You gain an education so that you can be transported to new and wild worlds just by opening a book. Learn to LOVE to read, so that the words of the people who have figured out a thing or two themselves can bring you along with them on their journeys. Some of those authors, you’ll click with. Some of them you won’t, and you’ll slam the book down and roll your eyes and click on the TV. A little TV is fine. I’m not knocking you for wanting to know what’s going on with How I Met Your Mother. But it’s not giving your brain the workout that it needs. Words are intoxicating. Learn to love them. Stuck with lousy teachers right now? Good news — there are so many great ones. They’re at the library, any time you want to visit.  (And — if you’re lucky, there are some good, flesh-and-blood teachers in your lives, too. Talk to them. The good ones will talk back. The really good ones will change your life.)

You gain an education so that you can vote intelligently. There are a lot of people yelling about politics, ALL THE TIME. On television, on the radio, on facebook, on twitter. I find it exhausting. It’s really, really hard to sort out the propaganda from the truth. When you can think critically enough to wade through the murk and ask the question, “What is it that I truly believe?,” you won’t believe how exhilarating it feels to discover what is important to you, and why.
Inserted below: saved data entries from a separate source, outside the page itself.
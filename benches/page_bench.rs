// Node page codec benchmarks for lsmkv

use criterion::{criterion_group, criterion_main, BenchmarkId, Criterion, Throughput};
use lsmkv::{LeafBuilder, NodePage};
use std::hint::black_box;

fn build_leaf(pairs: usize) -> NodePage<bytes::BytesMut> {
    let mut builder = LeafBuilder::new();
    for i in 0..pairs {
        builder.add(format!("key{:06}", i).as_bytes(), b"value-0123456789").unwrap();
    }
    builder.finish().unwrap()
}

fn benchmark_leaf_build(c: &mut Criterion) {
    let mut group = c.benchmark_group("leaf_build");

    for pairs in [16, 64, 128].iter() {
        group.throughput(Throughput::Elements(*pairs as u64));
        group.bench_with_input(BenchmarkId::from_parameter(pairs), pairs, |b, &pairs| {
            b.iter(|| black_box(build_leaf(pairs)));
        });
    }

    group.finish();
}

fn benchmark_leaf_decode(c: &mut Criterion) {
    let mut group = c.benchmark_group("leaf_decode");
    let page = build_leaf(128).freeze();

    group.bench_function("kv_random", |b| {
        let mut idx = 0u16;
        b.iter(|| {
            idx = (idx + 37) % 128;
            black_box(page.kv(idx).unwrap());
        });
    });

    group.bench_function("kvs_scan", |b| {
        b.iter(|| {
            let total: usize = page.kvs().map(|kv| kv.unwrap().1.len()).sum();
            black_box(total);
        });
    });

    group.finish();
}

fn benchmark_internal_children(c: &mut Criterion) {
    let mut page = NodePage::new_internal();
    for ptr in 0..500u64 {
        page.push_child(ptr).unwrap();
    }
    let page = page.freeze();

    c.bench_function("internal_children", |b| {
        b.iter(|| black_box(page.children().unwrap()));
    });
}

criterion_group!(benches, benchmark_leaf_build, benchmark_leaf_decode, benchmark_internal_children);
criterion_main!(benches);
You gain an education so you can understand people. Education can teach us to listen, really and truly listen, to what others are saying. It can open our eyes, not only to what our brains are doing on a chemical level (Brains are AWESOME! There is so much we still don’t know!) but also allow us to be better at figuring out what we feel, and how to think about our feelings. And if we are able to better articulate our own feelings, we are better able to understand what others are feeling, which is called empathy, and I’m sure you can guess why that might be a skill we might want to strengthen. (Hey, and did you know — a scientific study was just released that says that people who read literary fiction are actually strengthening their brain’s capacities for understanding empathy! You can actually train yourself to be a better friend, sister, daughter, mother, wife, — all while you thought you were just doing your English homework!)
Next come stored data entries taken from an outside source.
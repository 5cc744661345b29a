//! Flush of frozen memtable generations into leaf pages.
//!
//! The driver walks the oldest frozen generation in key order, packs live
//! pairs into leaf pages with [`LeafBuilder`], hands every finished page to the
//! tree's page store, and finally discards the generation from the memtable.
//!
//! Leaf pages have no tombstone encoding, so tombstones are not written.
//! Pages from earlier flushes may still hold a value for a deleted key; the
//! skipped keys are returned in [`FlushSummary::deleted_keys`] so the owner of
//! those pages can drop them.

use crate::btree::{BTree, LeafBuilder, PageId, PageStore};
use crate::error::Result;
use crate::memtable::{FlushIterator, Memtable};

/// Outcome of one successful flush.
#[derive(Debug, Clone, PartialEq, Eq)]
pub struct FlushSummary {
    /// Id of the generation that was flushed and discarded.
    pub generation_id: u64,
    /// Leaf pages written, in key order.
    pub pages: Vec<PageId>,
    /// Live pairs written.
    pub entries: usize,
    /// Keys whose newest record in the generation was a tombstone, ascending.
    pub deleted_keys: Vec<String>,
}

impl FlushSummary {
    /// Returns the number of tombstones that were not written.
    pub fn tombstones(&self) -> usize {
        self.deleted_keys.len()
    }
}

/// Flushes the oldest frozen generation of `memtable` into leaf pages.
///
/// Returns `Ok(None)` when there is nothing to flush (fewer than two
/// generations). On error every page written so far is released again and
/// the generation stays in the memtable.
///
/// # Errors
///
/// - `PageOverflow` if a single pair does not fit in an empty leaf
/// - any error of the page store
/// - `InvalidState` if the generation was discarded by someone else meanwhile
pub fn flush_oldest<S: PageStore>(memtable: &Memtable, tree: &BTree<S>) -> Result<Option<FlushSummary>> {
    let Some(iter) = memtable.oldest_iterator() else {
        log::debug!("No frozen generation to flush");
        return Ok(None);
    };

    let generation_id = iter.generation_id();
    log::info!("Starting flush of generation {}", generation_id);

    let mut pages = Vec::new();
    let mut deleted_keys = Vec::new();
    let written = write_leaves(iter, tree, memtable.options().leaf_fill_limit, &mut pages, &mut deleted_keys)
        .and_then(|entries| memtable.discard_generation(generation_id).map(|()| entries));

    match written {
        Ok(entries) => {
            log::info!(
                "Flush completed: generation {}, {} entries in {} pages, {} tombstones skipped",
                generation_id,
                entries,
                pages.len(),
                deleted_keys.len()
            );
            Ok(Some(FlushSummary { generation_id, pages, entries, deleted_keys }))
        }
        Err(e) => {
            log::warn!("Flush of generation {} failed: {}", generation_id, e);
            for id in pages {
                if let Err(free_err) = tree.free(id) {
                    log::warn!("Failed to release page {} after failed flush: {}", id, free_err);
                }
            }
            Err(e)
        }
    }
}

/// Returns the number of pairs written.
fn write_leaves<S: PageStore>(
    iter: FlushIterator,
    tree: &BTree<S>,
    fill_limit: usize,
    pages: &mut Vec<PageId>,
    deleted_keys: &mut Vec<String>,
) -> Result<usize> {
    let mut builder = LeafBuilder::with_limit(fill_limit);
    let mut entries = 0;

    for entry in iter {
        let (key, value) = entry.into_parts();
        let Some(value) = value else {
            deleted_keys.push(key);
            continue;
        };

        if !builder.is_empty() && !builder.fits(key.as_bytes(), &value) {
            let full = std::mem::replace(&mut builder, LeafBuilder::with_limit(fill_limit));
            pages.push(tree.write(full.finish()?)?);
        }
        builder.add(key.as_bytes(), &value)?;
        entries += 1;
    }

    if !builder.is_empty() {
        pages.push(tree.write(builder.finish()?)?);
    }
    Ok(entries)
}

#[cfg(test)]
mod tests {
    use super::*;
    use crate::config::Options;
    use crate::error::Error;
    use crate::store::MemoryPageStore;

    #[test]
    fn test_flush_nothing_to_do() {
        let memtable = Memtable::default();
        let tree = BTree::new(MemoryPageStore::new());
        assert_eq!(flush_oldest(&memtable, &tree).unwrap(), None);

        memtable.update("a", "1");
        assert_eq!(flush_oldest(&memtable, &tree).unwrap(), None);
    }

    #[test]
    fn test_flush_splits_into_pages() {
        let options = Options::default().tower_seed(3).leaf_fill_limit(128);
        let memtable = Memtable::new(options).unwrap();
        for i in 0..40 {
            memtable.update(&format!("key{:03}", i), format!("value{:03}", i));
        }
        memtable.delete("key005");
        memtable.freeze();

        let tree = BTree::new(MemoryPageStore::new());
        let summary = flush_oldest(&memtable, &tree).unwrap().unwrap();
        assert_eq!(summary.entries, 39);
        assert_eq!(summary.deleted_keys, vec!["key005".to_string()]);
        assert!(summary.pages.len() > 1);
        assert_eq!(memtable.generation_count(), 1);

        let mut keys = Vec::new();
        for id in &summary.pages {
            let page = tree.load(*id).unwrap();
            assert!(page.size() as usize <= 128);
            for kv in page.kvs() {
                let (key, value) = kv.unwrap();
                assert_eq!(&key[3..], &value[5..]);
                keys.push(String::from_utf8(key.to_vec()).unwrap());
            }
        }
        assert_eq!(keys.len(), 39);
        assert!(keys.windows(2).all(|w| w[0] < w[1]));
        assert!(!keys.contains(&"key005".to_string()));
    }

    #[test]
    fn test_flush_failure_keeps_generation_and_releases_pages() {
        let options = Options::default().leaf_fill_limit(64);
        let memtable = Memtable::new(options).unwrap();
        memtable.update("a", "small");
        memtable.update("b", "x".repeat(100));
        memtable.freeze();

        let store = MemoryPageStore::new();
        let tree = BTree::new(&store);
        let result = flush_oldest(&memtable, &tree);
        assert!(matches!(result, Err(Error::PageOverflow { .. })));
        assert_eq!(memtable.generation_count(), 2);
        assert!(store.is_empty());
        assert_eq!(memtable.get("a").unwrap(), "small");
    }
}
You gain an education so that you can talk to people. Not just about the world immediately around you — though that stuff is present, and important, and occupies most of our time. But the world is bigger than you, or me, and being able to think critically about it and talk about the world around us is fascinating. Plus, you’ll be way more fun at parties.

You gain an education because we are tiny humans on this planet. We are incredibly and beautifully complicated creatures, and it could take a lifetime to figure ourselves out, and we’ll still never get there. The world around us is incredibly complicated, and it will take a lifetime to try and figure it out, and we’ll still never get there.

But the world, and you, will feel richer for trying.

Your teachers don’t know everything. But they know a little something. And they’re probably learning from you. Especially if you ask them “why?” every now and again.

Learn from them. Ask questions. Ask “Why?” You’ll be glad you did. Wherever you end up. Whatever choices you make.